Ils étaient moins nombreux que la semaine dernière mais pour cette nouvelle mobilisation leur motivation était toujours intacte. Alors que Veolia est plus que jamais motivé à mettre la main sur Suez et qu’Engie son actionnaire principal s’agace de la tournure que prennent les choses, les salariés de Suez se sont de nouveau mobilisés ce mardi contre ce projet d’OPA. Parti peu avant 11 heures de la tour Suez, le cortège qui a réuni environ 250 salariés à l’appel de la CGT, la FO, la CFE-CGC, la CFDT et la CFTC s’est dirigé aux cris de « l’OPA on n’en veut pas » vers la tour d’Engie.

Sous les fenêtres de Jean-Pierre Clamadieu qualifié comme « l’odieux » patron d’Engie et de « traitre », les salariés de Suez n’ont pas caché leur colère face à leur actionnaire. Entre pétards et jets de faux billets, les salariés de Suez ne cachent donc plus leur inquiétude face à ce projet d’OPA de Veolia. Dans la foule Nathalie Damy-Dechambenoit, arborait deux casquettes, ou plutôt deux tenues. D’une part celle d’employée de Suez mais aussi celle de maire de la petite commune de Damerey en Saône-et-Loire. Outre la crainte d’un casse sociale, l’élue dit s’inquiéter pour la concurrence. « Sur les grosses agglomérations les seuls qui peuvent répondre à des appels d’offres ce sont Veolia et Suez. Si Veolia nous détruit comme il a l’intention de le faire ça sera un vrai problème pour les communes », s’inquiète la maire qui dit craindre la cession de la branche Eau de Suez à un fonds de pension qui « ne connait rien à la gestion de l’assainissement ».

« Nous ne voulons pas être bradés et vendus à notre principal concurrent »

Si Veolia assure que l’emploi sera pérennisé et a pris des engagements fermes et écrits sur le maintien des avantages sociaux jusqu’à la fin 2023, les salariés de Suez n’y croient pas. « Nous ne voulons pas être bradés et vendus (pour la branche Eau, ndlr) à notre principal concurrent », s’est exprimé Noui Bourahli, coordinateur Force Ouvrière à Suez en marge de la mobilisation. Et selon le syndicaliste « il y a une menace sur 4 000 à 5 000 emplois en France et 10 à 12 000 emplois à l’échelle du monde ».

Le groupe Engie a lui encore réaffirmé son souhait de vendre au plus vite ses 32 % de parts dans Suez à Veolia.
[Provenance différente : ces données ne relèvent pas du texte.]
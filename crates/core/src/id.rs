// SPDX-License-Identifier: BUSL-1.1
// Copyright (c) 2026 Alfred Jean LLC

//! ID generation abstractions

use crate::clock::Clock;
use std::sync::atomic::{AtomicU64, Ordering};
use std::sync::Arc;

/// Trait for truncating identifiers to a short prefix.
pub trait ShortId {
    /// Returns a string slice truncated to at most `n` characters.
    fn short(&self, n: usize) -> &str;
}

impl ShortId for str {
    fn short(&self, n: usize) -> &str {
        if self.len() <= n {
            self
        } else {
            &self[..n]
        }
    }
}

/// Define a newtype ID wrapper around `String`.
///
/// Generates `new()`, `as_str()`, `short()`, `Display`, `From<String>`,
/// `From<&str>`, `PartialEq<str>`, `PartialEq<&str>`, and `Borrow<str>`
/// implementations.
#[macro_export]
macro_rules! define_id {
    (
        $(#[$meta:meta])*
        pub struct $name:ident;
    ) => {
        $(#[$meta])*
        #[derive(Debug, Clone, PartialEq, Eq, Hash, serde::Serialize, serde::Deserialize)]
        pub struct $name(pub String);

        impl $name {
            pub fn new(id: impl Into<String>) -> Self {
                Self(id.into())
            }

            pub fn as_str(&self) -> &str {
                &self.0
            }

            /// Returns a string slice truncated to at most `n` characters.
            pub fn short(&self, n: usize) -> &str {
                if self.0.len() <= n {
                    &self.0
                } else {
                    &self.0[..n]
                }
            }
        }

        impl std::fmt::Display for $name {
            fn fmt(&self, f: &mut std::fmt::Formatter<'_>) -> std::fmt::Result {
                write!(f, "{}", self.0)
            }
        }

        impl From<String> for $name {
            fn from(s: String) -> Self {
                Self(s)
            }
        }

        impl From<&str> for $name {
            fn from(s: &str) -> Self {
                Self(s.to_string())
            }
        }

        impl PartialEq<str> for $name {
            fn eq(&self, other: &str) -> bool {
                self.0 == other
            }
        }

        impl PartialEq<&str> for $name {
            fn eq(&self, other: &&str) -> bool {
                self.0 == *other
            }
        }

        impl std::borrow::Borrow<str> for $name {
            fn borrow(&self) -> &str {
                &self.0
            }
        }
    };
}

/// Generates unique task id suffixes.
///
/// Suffixes must sort lexicographically in creation order within a single
/// process, so status listings come back newest-first without a secondary
/// sort key.
pub trait IdGen: Clone + Send + Sync {
    fn next(&self) -> String;
}

/// Width of the hex timestamp prefix. Eleven hex digits hold epoch
/// milliseconds beyond year 10000, keeping every suffix the same width so
/// lexicographic order equals numeric order.
const STAMP_HEX_WIDTH: usize = 11;

/// Number of random tail characters appended to the stamp.
const RANDOM_TAIL_LEN: usize = 4;

const TAIL_ALPHABET: &[u8] = b"abcdefghijklmnopqrstuvwxyz0123456789";

/// Production generator: zero-padded hex millisecond stamp plus a short
/// random tail. A monotonic guard bumps the stamp when the clock reads the
/// same or an earlier millisecond, so two ids created back-to-back still
/// sort in creation order.
#[derive(Clone)]
pub struct TaskIdGen<C: Clock> {
    clock: C,
    last_stamp: Arc<AtomicU64>,
}

impl<C: Clock> TaskIdGen<C> {
    pub fn new(clock: C) -> Self {
        Self {
            clock,
            last_stamp: Arc::new(AtomicU64::new(0)),
        }
    }

    fn next_stamp(&self) -> u64 {
        let now = self.clock.epoch_ms();
        // fetch_update yields the previous value; recompute the stored one.
        match self
            .last_stamp
            .fetch_update(Ordering::SeqCst, Ordering::SeqCst, |last| {
                Some(if now > last { now } else { last + 1 })
            }) {
            Ok(previous) if now > previous => now,
            Ok(previous) => previous + 1,
            Err(_) => now,
        }
    }
}

impl<C: Clock> IdGen for TaskIdGen<C> {
    fn next(&self) -> String {
        use rand::Rng;
        let stamp = self.next_stamp();
        let mut rng = rand::rng();
        let tail: String = (0..RANDOM_TAIL_LEN)
            .map(|_| TAIL_ALPHABET[rng.random_range(0..TAIL_ALPHABET.len())] as char)
            .collect();
        format!("{stamp:0width$x}{tail}", width = STAMP_HEX_WIDTH)
    }
}

/// Sequential ID generator for testing
#[cfg(any(test, feature = "test-support"))]
#[derive(Clone)]
pub struct SequentialIdGen {
    prefix: String,
    counter: Arc<AtomicU64>,
}

#[cfg(any(test, feature = "test-support"))]
impl SequentialIdGen {
    pub fn new(prefix: impl Into<String>) -> Self {
        Self {
            prefix: prefix.into(),
            counter: Arc::new(AtomicU64::new(1)),
        }
    }
}

#[cfg(any(test, feature = "test-support"))]
impl Default for SequentialIdGen {
    fn default() -> Self {
        Self::new("id")
    }
}

#[cfg(any(test, feature = "test-support"))]
impl IdGen for SequentialIdGen {
    fn next(&self) -> String {
        let n = self.counter.fetch_add(1, Ordering::SeqCst);
        format!("{}{:08}", self.prefix, n)
    }
}

#[cfg(test)]
#[path = "id_tests.rs"]
mod tests;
Jean-Pierre Clamadieu s’est félicité du caractère « solide » du projet industriel porté par Veolia, qui doit revendre Suez Eau France à Meridiam, un fonds français de gestion d’infrastructures, pour répondre aux exigences de l’Autorité de la concurrence en France et des services antitrust de la Commission européenne. Et le président d’Engie n’a pas caché son agacement après que Philippe Varin et Bertrand Camus, le président et directeur de Suez aient décidé de savonner la planche à ce projet d’OPA en plaçant la branche Eau dans une fondation aux Pays-Bas. L’objectif étant de rendre la branche Eau de Suez incessible et forçant de facto Veolia à céder ses propres actifs français.